Show all lines from the listing below that contain "enumerate".

STUDY MATERIAL.
• • •

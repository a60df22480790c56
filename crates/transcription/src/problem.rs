//! Trajectory problem definition and its transcription into an [`NlpProblem`].

use descent_dynamics::{CONTROL_DIM, STATE_DIM, State, StateComponent};
use descent_nlp::NlpProblem;
use descent_vehicle::{ParameterError, RocketParameters};
use log::debug;
use thiserror::Error;

use crate::constraints::{ConstraintSet, PathLimits, TerminalConditions, TerminalMode};
use crate::discretize::Discretizer;
use crate::guess::{InitialGuess, default_guess};
use crate::layout::{INTERVAL_BLOCK, VariableLayout};
use crate::objective::{Objective, ObjectiveBuilder, ObjectiveWeights};

/// Rejected problem definitions. Raised before anything reaches the solver.
#[derive(Debug, Error, PartialEq)]
pub enum TranscriptionError {
    #[error("number of intervals must be positive")]
    NoIntervals,
    #[error("time step must be positive and finite (got {0})")]
    InvalidTimeStep(f64),
    #[error("invalid rocket parameters: {0}")]
    Parameters(#[from] ParameterError),
    #[error("{what} must be finite")]
    NonFinite { what: &'static str },
    #[error("{what} must not be negative (got {value})")]
    Negative { what: &'static str, value: f64 },
    #[error("bounds on {component} at node {node} are empty: [{lower}, {upper}]")]
    InconsistentBounds {
        node: usize,
        component: &'static str,
        lower: f64,
        upper: f64,
    },
    #[error("initial guess {what} has shape {actual:?}, expected {expected:?}")]
    GuessShape {
        what: &'static str,
        expected: (usize, usize),
        actual: (usize, usize),
    },
    #[error("initial guess contains non-finite values")]
    GuessNotFinite,
}

/// Everything needed to plan one descent.
#[derive(Debug, Clone, PartialEq)]
pub struct TrajectoryProblem {
    pub intervals: usize,
    pub dt: f64,
    pub params: RocketParameters,
    pub initial_state: State,
    pub terminal: TerminalConditions,
    pub path: PathLimits,
    pub weights: ObjectiveWeights,
    pub guess: Option<InitialGuess>,
}

impl TrajectoryProblem {
    /// Problem with default terminal conditions (exact landing at the origin), default path
    /// limits and the pure propellant objective.
    pub fn new(
        params: RocketParameters,
        initial_state: State,
        intervals: usize,
        dt: f64,
    ) -> Self {
        Self {
            intervals,
            dt,
            params,
            initial_state,
            terminal: TerminalConditions::default(),
            path: PathLimits::default(),
            weights: ObjectiveWeights::default(),
            guess: None,
        }
    }

    /// Total time covered by the horizon.
    pub fn horizon(&self) -> f64 {
        self.intervals as f64 * self.dt
    }

    pub fn validate(&self) -> Result<(), TranscriptionError> {
        if self.intervals == 0 {
            return Err(TranscriptionError::NoIntervals);
        }
        if !(self.dt.is_finite() && self.dt > 0.0) {
            return Err(TranscriptionError::InvalidTimeStep(self.dt));
        }
        self.params.validate()?;
        if !self.initial_state.is_finite() {
            return Err(TranscriptionError::NonFinite {
                what: "initial state",
            });
        }
        let target = &self.terminal.target;
        if ![target.x_m, target.y_m, target.vx_m_s, target.vy_m_s]
            .iter()
            .all(|v| v.is_finite())
        {
            return Err(TranscriptionError::NonFinite {
                what: "terminal target",
            });
        }

        let mut settings = vec![
            ("attitude tolerance", self.terminal.attitude_tolerance_rad),
            ("rate tolerance", self.terminal.rate_tolerance_rad_s),
            ("terminal error weight", self.weights.terminal_error),
            ("control effort weight", self.weights.control_effort),
            ("attitude weight", self.weights.attitude),
        ];
        if let TerminalMode::Band {
            position_tolerance_m,
            velocity_tolerance_m_s,
        } = self.terminal.mode
        {
            settings.push(("position tolerance", position_tolerance_m));
            settings.push(("velocity tolerance", velocity_tolerance_m_s));
        }
        if let Some(v) = self.terminal.touchdown_speed_m_s {
            settings.push(("touchdown speed", v));
        }
        if let Some(t) = self.path.max_tilt_rad {
            settings.push(("tilt limit", t));
        }
        if let Some(w) = self.path.max_angular_rate_rad_s {
            settings.push(("angular rate limit", w));
        }
        for (what, value) in settings {
            if !value.is_finite() {
                return Err(TranscriptionError::NonFinite { what });
            }
            if value < 0.0 {
                return Err(TranscriptionError::Negative { what, value });
            }
        }

        if let Some(guess) = &self.guess {
            guess.validate(self.intervals)?;
        }
        Ok(())
    }
}

/// Characteristic magnitudes used to scale variables and defect rows.
#[derive(Debug, Clone, Copy, PartialEq)]
pub struct VariableScales {
    pub state: [f64; STATE_DIM],
    pub control: [f64; CONTROL_DIM],
}

impl VariableScales {
    pub fn for_problem(problem: &TrajectoryProblem) -> Self {
        let s0 = &problem.initial_state;
        let target = &problem.terminal.target;
        let position = 10f64
            .max((s0.x - target.x_m).abs())
            .max((s0.y - target.y_m).abs());
        let velocity = 1f64
            .max(s0.vx.abs())
            .max(s0.vy.abs())
            .max(position / problem.horizon());
        let p = &problem.params;
        let positive = |v: f64| if v > 0.0 { v } else { 1.0 };
        Self {
            state: [
                position,
                position,
                velocity,
                velocity,
                1.0,
                1.0,
                positive(p.propellant_mass_kg),
            ],
            control: [
                positive(p.max_thrust_n),
                positive(p.max_gimbal_rad),
                positive(p.max_rcs_force_n),
                positive(p.max_rcs_force_n),
            ],
        }
    }

    /// Scales of one `(s_k, u_k)` block.
    pub fn block(&self) -> [f64; INTERVAL_BLOCK] {
        let mut out = [0.0; INTERVAL_BLOCK];
        out[..STATE_DIM].copy_from_slice(&self.state);
        out[STATE_DIM..].copy_from_slice(&self.control);
        out
    }
}

/// Validates a [`TrajectoryProblem`] and assembles the opaque [`ProblemSpec`].
pub struct ProblemBuilder;

impl ProblemBuilder {
    pub fn build(problem: &TrajectoryProblem) -> Result<ProblemSpec, TranscriptionError> {
        problem.validate()?;
        let constraints = ConstraintSet::build(problem)?;
        let objective = ObjectiveBuilder::build(problem);
        let guess = problem
            .guess
            .clone()
            .unwrap_or_else(|| default_guess(problem));
        let scales = VariableScales::for_problem(problem);
        let layout = *constraints.layout();
        debug!(
            "transcribed {} intervals: {} variables, {} rows",
            problem.intervals,
            layout.num_variables(),
            constraints.num_rows()
        );
        Ok(ProblemSpec {
            problem: problem.clone(),
            layout,
            constraints,
            objective,
            initial_point: guess.to_decision_vector(),
            scales,
        })
    }
}

/// Immutable, solver-ready transcription of one [`TrajectoryProblem`].
#[derive(Debug, Clone)]
pub struct ProblemSpec {
    problem: TrajectoryProblem,
    layout: VariableLayout,
    constraints: ConstraintSet,
    objective: Objective,
    initial_point: Vec<f64>,
    scales: VariableScales,
}

impl ProblemSpec {
    pub fn problem(&self) -> &TrajectoryProblem {
        &self.problem
    }

    pub fn layout(&self) -> &VariableLayout {
        &self.layout
    }

    pub fn constraint_set(&self) -> &ConstraintSet {
        &self.constraints
    }

    pub fn objective_fn(&self) -> &Objective {
        &self.objective
    }

    pub fn scales(&self) -> &VariableScales {
        &self.scales
    }

    /// Decision vector the solver starts from.
    pub fn initial_guess(&self) -> &[f64] {
        &self.initial_point
    }

    pub fn discretizer(&self) -> Discretizer<'_> {
        Discretizer::new(&self.problem.params, self.problem.dt)
    }

    /// Row values `g(x)` (defects, then the touchdown speed row).
    pub fn evaluate_rows(&self, x: &[f64]) -> Vec<f64> {
        let mut g = vec![0.0; self.constraints.num_rows()];
        NlpProblem::constraints(self, x, &mut g);
        g
    }
}

impl NlpProblem for ProblemSpec {
    fn num_variables(&self) -> usize {
        self.layout.num_variables()
    }

    fn num_constraints(&self) -> usize {
        self.constraints.num_rows()
    }

    fn variable_bounds(&self, lower: &mut [f64], upper: &mut [f64]) {
        lower.copy_from_slice(&self.constraints.lower);
        upper.copy_from_slice(&self.constraints.upper);
    }

    fn constraint_bounds(&self, lower: &mut [f64], upper: &mut [f64]) {
        self.constraints.row_bounds(lower, upper);
    }

    fn initial_point(&self, x: &mut [f64]) {
        x.copy_from_slice(&self.initial_point);
    }

    fn variable_scaling(&self, scale: &mut [f64]) {
        for k in 0..self.layout.state_nodes() {
            for i in 0..STATE_DIM {
                scale[self.layout.state(k, i)] = 1.0 / self.scales.state[i];
            }
        }
        for k in 0..self.layout.intervals() {
            for j in 0..CONTROL_DIM {
                scale[self.layout.control(k, j)] = 1.0 / self.scales.control[j];
            }
        }
    }

    fn constraint_scaling(&self, scale: &mut [f64]) {
        for k in 0..self.layout.intervals() {
            for i in 0..STATE_DIM {
                scale[self.layout.defect_row(k, i)] = 1.0 / self.scales.state[i];
            }
        }
        if let (Some(row), Some(limit)) = (self.constraints.speed_row(), self.constraints.speed_limit())
        {
            scale[row] = if limit > 0.0 { 1.0 / (limit * limit) } else { 1.0 };
        }
    }

    fn objective(&self, x: &[f64]) -> f64 {
        self.objective.value(x)
    }

    fn objective_gradient(&self, x: &[f64], grad: &mut [f64]) {
        self.objective.gradient(x, grad);
    }

    fn constraints(&self, x: &[f64], g: &mut [f64]) {
        let disc = self.discretizer();
        for k in 0..self.layout.intervals() {
            let s = self.layout.state_array(x, k);
            let u = self.layout.control_array(x, k);
            let next = self.layout.state_array(x, k + 1);
            let defect = disc.defect(&s, &u, &next);
            let row = self.layout.defect_row(k, 0);
            g[row..row + STATE_DIM].copy_from_slice(&defect);
        }
        if let Some(row) = self.constraints.speed_row() {
            let s = self.layout.state_slice(x, self.layout.intervals());
            g[row] = s[StateComponent::Vx.index()].powi(2) + s[StateComponent::Vy.index()].powi(2);
        }
    }

    /// Per defect row: `s_{k+1,i}`, then the 7 `s_k` columns, then the 4 `u_k` columns.
    fn jacobian_structure(&self) -> Vec<(usize, usize)> {
        let mut entries = Vec::with_capacity(self.layout.num_defect_rows() * (1 + INTERVAL_BLOCK) + 2);
        for k in 0..self.layout.intervals() {
            for i in 0..STATE_DIM {
                let row = self.layout.defect_row(k, i);
                entries.push((row, self.layout.state(k + 1, i)));
                entries.extend((0..STATE_DIM).map(|j| (row, self.layout.state(k, j))));
                entries.extend((0..CONTROL_DIM).map(|j| (row, self.layout.control(k, j))));
            }
        }
        if let Some(row) = self.constraints.speed_row() {
            let n = self.layout.intervals();
            entries.push((row, self.layout.state(n, StateComponent::Vx.index())));
            entries.push((row, self.layout.state(n, StateComponent::Vy.index())));
        }
        entries
    }

    fn jacobian_values(&self, x: &[f64], values: &mut [f64]) {
        let disc = self.discretizer();
        let mut cursor = 0;
        for k in 0..self.layout.intervals() {
            let s = self.layout.state_array(x, k);
            let u = self.layout.control_array(x, k);
            let jac = disc.step_jacobian(&s, &u);
            for row in &jac {
                values[cursor] = 1.0;
                for (c, d) in row.iter().enumerate() {
                    values[cursor + 1 + c] = -d;
                }
                cursor += 1 + INTERVAL_BLOCK;
            }
        }
        if self.constraints.speed_row().is_some() {
            let s = self.layout.state_slice(x, self.layout.intervals());
            values[cursor] = 2.0 * s[StateComponent::Vx.index()];
            values[cursor + 1] = 2.0 * s[StateComponent::Vy.index()];
        }
    }

    fn hessian_blocks(&self) -> Vec<Vec<usize>> {
        self.layout.hessian_blocks()
    }

    fn hessian_values(&self, x: &[f64], obj_factor: f64, lambda: &[f64], values: &mut [f64]) {
        values.fill(0.0);
        let disc = self.discretizer();
        let block_scales = self.scales.block();
        for k in 0..self.layout.intervals() {
            let row = self.layout.defect_row(k, 0);
            let mut weights = [0.0; STATE_DIM];
            weights.copy_from_slice(&lambda[row..row + STATE_DIM]);
            let s = self.layout.state_array(x, k);
            let u = self.layout.control_array(x, k);
            let hess = disc.defect_curvature(&s, &u, &weights, &block_scales);
            let offset = self.layout.hessian_offset(k);
            for (r, hr) in hess.iter().enumerate() {
                values[offset + r * INTERVAL_BLOCK..offset + (r + 1) * INTERVAL_BLOCK]
                    .copy_from_slice(hr);
            }
        }
        if let Some(row) = self.constraints.speed_row() {
            let offset = self.layout.hessian_offset(self.layout.intervals());
            for i in [StateComponent::Vx.index(), StateComponent::Vy.index()] {
                values[offset + i * STATE_DIM + i] += 2.0 * lambda[row];
            }
        }
        self.objective.add_hessian(obj_factor, values);
    }
}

• • •

PROBLEM SOLUTION.
                for (c, d) in row.iter().enumerate() {
            for (r, hr) in hess.iter().enumerate() {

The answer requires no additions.